#### [PROBLEM STATEMENT]
In the listing below, write out exactly each line from the first through the one containing "pub trait Decoder<T, D: DecodableFrom<T>>".
MATERIAL SUPPLIED START
//! Decoding half of the conversion chain.
//!
//! A `Decoder<T, D>` is implemented on the source type `T` and produces a
//! `D`. The destination must opt in with `DecodableFrom<T>`:
//!
//! ```no_run
//! use csrkit::decoder::{DecodableFrom, Decoder};
//!
//! struct Raw(Vec<u8>);
//! struct Label(String);
//!
//! #[derive(Debug)]
//! struct NotUtf8;
//!
//! impl DecodableFrom<Raw> for Label {}
//!
//! impl Decoder<Raw, Label> for Raw {
//!     type Error = NotUtf8;
//!
//!     fn decode(&self) -> Result<Label, Self::Error> {
//!         String::from_utf8(self.0.clone()).map(Label).map_err(|_| NotUtf8)
//!     }
//! }
//! ```

/// Converts `self` (of type `T`) into a `D`.
pub trait Decoder<T, D: DecodableFrom<T>> {
    /// The error type returned when decoding fails.
    type Error;

    /// Decodes `self` into type `D`.
    ///
    /// # Errors
    ///
    /// Returns an error if `self` does not hold a valid encoding of `D`.
    fn decode(&self) -> Result<D, Self::Error>;
}

/// Marker trait: `Self` can be decoded from `T`.
pub trait DecodableFrom<T> {}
MATERIAL SUPPLIED END
#### [FINISHED EXERCISE]
//! Decoding half of the conversion chain.
//!
//! A `Decoder<T, D>` is implemented on the source type `T` and produces a
//! `D`. The destination must opt in with `DecodableFrom<T>`:
//!
//! ```no_run
//! use csrkit::decoder::{DecodableFrom, Decoder};
//!
//! struct Raw(Vec<u8>);
//! struct Label(String);
//!
//! #[derive(Debug)]
//! struct NotUtf8;
//!
//! impl DecodableFrom<Raw> for Label {}
//!
//! impl Decoder<Raw, Label> for Raw {
//!     type Error = NotUtf8;
//!
//!     fn decode(&self) -> Result<Label, Self::Error> {
//!         String::from_utf8(self.0.clone()).map(Label).map_err(|_| NotUtf8)
//!     }
//! }
//! ```

/// Converts `self` (of type `T`) into a `D`.
pub trait Decoder<T, D: DecodableFrom<T>> {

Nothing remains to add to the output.